The Company incurred a net loss of $574,350 in the year ended May 31, 2015 as compared to net loss of $246,397 in the year ended May 31, 2014.



Liquidity and Capital Resources


As shown in the accompanying financial statements, we have experienced losses since inception (January 25, 2012), and as of May 31, 2015, have a working capital deficit of $505,233, have had recurring negative cash flows from operations, and presently do not have sufficient resources to meet our outstanding liabilities or accomplish our objectives during the next twelve months.

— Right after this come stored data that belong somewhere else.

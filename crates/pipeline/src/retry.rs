//! Retry store seam
//!
//! Functions never see the store. They call `set_retry_data` on their
//! context and the dispatcher writes the payload here when the run ends.
//! An external reprocessor reads entries back and re-injects them.

use std::collections::BTreeMap;
use std::fmt;

use async_trait::async_trait;
use bytes::Bytes;
use parking_lot::Mutex;

use crate::Result;

/// Key of one stored payload
#[derive(Debug, Clone, PartialEq, Eq, PartialOrd, Ord, Hash)]
pub struct RetryKey {
    /// Hash of the pipeline shape that produced the payload
    pub pipeline_hash: String,
    pub correlation_id: String,
}

impl RetryKey {
    pub fn new(pipeline_hash: impl Into<String>, correlation_id: impl Into<String>) -> Self {
        Self {
            pipeline_hash: pipeline_hash.into(),
            correlation_id: correlation_id.into(),
        }
    }
}

impl fmt::Display for RetryKey {
    fn fmt(&self, f: &mut fmt::Formatter<'_>) -> fmt::Result {
        write!(f, "{}/{}", self.pipeline_hash, self.correlation_id)
    }
}

/// Persisted payload awaiting reprocessing
#[derive(Debug, Clone, PartialEq, Eq)]
pub struct RetryEntry {
    pub key: RetryKey,
    pub data: Bytes,
}

/// Storage for payloads of failed exports
#[async_trait]
pub trait RetryStore: Send + Sync {
    /// Store `data` under `key`, replacing any previous payload
    async fn put(&self, key: RetryKey, data: Bytes) -> Result<()>;

    /// Every stored entry
    async fn iter(&self) -> Result<Vec<RetryEntry>>;
}

/// In-process retry store
///
/// Entries are returned ordered by key.
#[derive(Debug, Default)]
pub struct MemoryRetryStore {
    entries: Mutex<BTreeMap<RetryKey, Bytes>>,
}

impl MemoryRetryStore {
    pub fn new() -> Self {
        Self::default()
    }

    pub fn get(&self, key: &RetryKey) -> Option<Bytes> {
        self.entries.lock().get(key).cloned()
    }

    /// Remove an entry once it has been reprocessed
    pub fn remove(&self, key: &RetryKey) -> Option<Bytes> {
        self.entries.lock().remove(key)
    }

    pub fn len(&self) -> usize {
        self.entries.lock().len()
    }

    pub fn is_empty(&self) -> bool {
        self.entries.lock().is_empty()
    }
}

#[async_trait]
impl RetryStore for MemoryRetryStore {
    async fn put(&self, key: RetryKey, data: Bytes) -> Result<()> {
        tracing::debug!(key = %key, bytes = data.len(), "stored retry payload");
        self.entries.lock().insert(key, data);
        Ok(())
    }

    async fn iter(&self) -> Result<Vec<RetryEntry>> {
        Ok(self
            .entries
            .lock()
            .iter()
            .map(|(key, data)| RetryEntry {
                key: key.clone(),
                data: data.clone(),
            })
            .collect())
    }
}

As of the fiscal year ended May 31, 2015, we had total assets of $1,334,118, including net fixed assets of $421,162, and mining claims of $861,707.  Our current liabilities totaled $550,102, our long term debt was $14,707, and there was a $27,150 warrant liability; stockholders' equity amounted to $742,159.


In our audited financial statements for the fiscal year ended May 31, 2015, contained in our Annual Report on Form 10-K, the Report of the Independent Registered Public Accounting Firm includes an explanatory paragraph that describes substantial doubt about our ability to continue as a going concern.  Our present plans to overcome these difficulties, the realization of which cannot be assured, include, but are not limited to, continuing efforts to raise new funding in the public and private markets, and to sell some or all of our assets.

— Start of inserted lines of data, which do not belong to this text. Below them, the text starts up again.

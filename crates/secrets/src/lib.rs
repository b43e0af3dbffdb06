//! Edgeflow Secrets
//!
//! Secret access for pipeline functions. Functions only see the
//! [`SecretProvider`] trait; the service wires in a concrete store.
//!
//! ```
//! use edgeflow_secrets::MemorySecretStore;
//!
//! let store = MemorySecretStore::new();
//! store.seed("mqtt", [("username".to_string(), "edge".to_string())].into());
//! assert_eq!(store.len(), 1);
//! ```

mod error;
mod memory;
mod provider;

pub use error::{Result, SecretsError};
pub use memory::MemorySecretStore;
pub use provider::{SecretProvider, Secrets};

There is no assurance that commercially viable mineral deposits exist in sufficient amounts in our areas of exploration to justify exploitation. Further exploration will be required before a final evaluation as to the economic and legal feasibility of the mining rights we own can occur. Because we are still in our exploration stage, we have no revenues and have had only losses since our inception. We have made no commitments for capital expenditures over the next 12 months.

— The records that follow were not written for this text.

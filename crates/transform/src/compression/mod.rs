//! Compression Transformer - Gzip / zlib with base64 output
//!
//! Input is coerced to bytes, compressed by a pooled encoder, and emitted
//! as base64 text. Encoders keep their deflate state and output buffer
//! across calls and reset both before each message. The pool is shared by
//! every pipeline that runs the same function instance.
//!
//! ```toml
//! [functions.gzip]
//! type = "compress_gzip"
//! ```

mod encoder;
mod pool;

pub use encoder::Encoder;
pub use pool::{Pool, PoolMetrics, PoolSnapshot};

use std::sync::Arc;

use base64::Engine as _;
use base64::engine::general_purpose::STANDARD;
use bytes::Bytes;
use edgeflow_config::FunctionConfig;
use edgeflow_protocol::{CONTENT_TYPE_TEXT, Payload, coerce};

use crate::registry::FunctionFactory;
use crate::{
    FunctionContext, Outcome, TransformFuture, TransformResult, Transformer, require_input,
};

#[cfg(test)]
#[path = "mod_test.rs"]
mod tests;

/// Idle encoders kept per transformer
const DEFAULT_POOL_SIZE: usize = 16;

/// Initial output capacity of each encoder
const DEFAULT_BUFFER_CAPACITY: usize = 4 * 1024;

/// Compression algorithm
#[derive(Debug, Clone, Copy, PartialEq, Eq)]
pub enum CompressionAlgorithm {
    Gzip,
    Zlib,
}

impl CompressionAlgorithm {
    pub fn function_name(self) -> &'static str {
        match self {
            Self::Gzip => "compress_gzip",
            Self::Zlib => "compress_zlib",
        }
    }
}

/// Compresses its input and base64-encodes the result
pub struct CompressionTransformer {
    algorithm: CompressionAlgorithm,
    pool: Pool<Encoder>,
}

impl CompressionTransformer {
    pub fn new(algorithm: CompressionAlgorithm) -> Self {
        Self::with_pool_size(algorithm, DEFAULT_POOL_SIZE)
    }

    /// Keep up to `pool_size` idle encoders
    pub fn with_pool_size(algorithm: CompressionAlgorithm, pool_size: usize) -> Self {
        Self {
            algorithm,
            pool: Pool::new(pool_size),
        }
    }

    pub fn gzip() -> Self {
        Self::new(CompressionAlgorithm::Gzip)
    }

    pub fn zlib() -> Self {
        Self::new(CompressionAlgorithm::Zlib)
    }

    pub fn algorithm(&self) -> CompressionAlgorithm {
        self.algorithm
    }

    pub fn pool(&self) -> &Pool<Encoder> {
        &self.pool
    }

    /// Compress `data` and return it base64-encoded
    pub fn compress(&self, data: &[u8]) -> TransformResult<String> {
        let mut encoder = self
            .pool
            .get_or(|| Encoder::new(self.algorithm, DEFAULT_BUFFER_CAPACITY));
        let encoded = encoder.compress(data).map(|out| STANDARD.encode(out));
        self.pool.put(encoder);
        Ok(encoded?)
    }
}

impl Transformer for CompressionTransformer {
    fn transform<'a>(
        &'a self,
        ctx: &'a mut FunctionContext,
        input: Option<Payload>,
    ) -> TransformFuture<'a> {
        Box::pin(async move {
            let input = require_input(self.name(), ctx, input)?;
            let data = coerce(&input)?;
            let encoded = self.compress(&data)?;

            ctx.set_response_content_type(CONTENT_TYPE_TEXT);
            Ok(Outcome::next(Bytes::from(encoded)))
        })
    }

    fn name(&self) -> &'static str {
        self.algorithm.function_name()
    }
}

/// Factory for one compression algorithm
pub struct CompressionFactory {
    algorithm: CompressionAlgorithm,
}

impl CompressionFactory {
    pub fn new(algorithm: CompressionAlgorithm) -> Self {
        Self { algorithm }
    }
}

impl FunctionFactory for CompressionFactory {
    fn create(&self, _config: &FunctionConfig) -> TransformResult<Arc<dyn Transformer>> {
        Ok(Arc::new(CompressionTransformer::new(self.algorithm)))
    }

    fn name(&self) -> &'static str {
        self.algorithm.function_name()
    }
}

Depending on market conditions and the options available to us, we may attempt to enter into a joint venture with an operating company on the Nevada claims, or we may seek equity or debt financing (including borrowing from commercial lenders) or we may consider a sale of the Company or its assets.

We do not intend to hire any additional employees at this time. All of the work related to our business will be conducted by our current employees and independent contractors. To the extent we receive funding, this is likely to change.


All of the Company’s plans are predicated on the Company’s ability to raise sufficient capital to implement and complete such plan, which we cannot assure will occur in a timely manner, on terms acceptable to the Company, or at all. Because the exploration phase of our business plan is essentially a research and development activity, the results of our exploration activities will have a significant effect on our future business model. This model can change substantially based upon our exploration activities, liquidity position or other factors. Accordingly, estimating expenditures is an imprecise process, made even more so by the unpredictable nature of our business plan. We believe it would, therefore, not be helpful to estimate beyond the next 12 months. Even these estimates are subject to change depending on our ability to raise additional capital and execute our business plan in accordance with our estimates.



29






During the year ended May 31, 2015, we raised a total of $113,825 through advances from our officers and directors.  At this time, we cannot provide investors with any assurance that we will be able to raise sufficient funding from sales of our common stock or through sales of additional convertible promissory notes or otherwise to meet our obligations over the next twelve (12) months.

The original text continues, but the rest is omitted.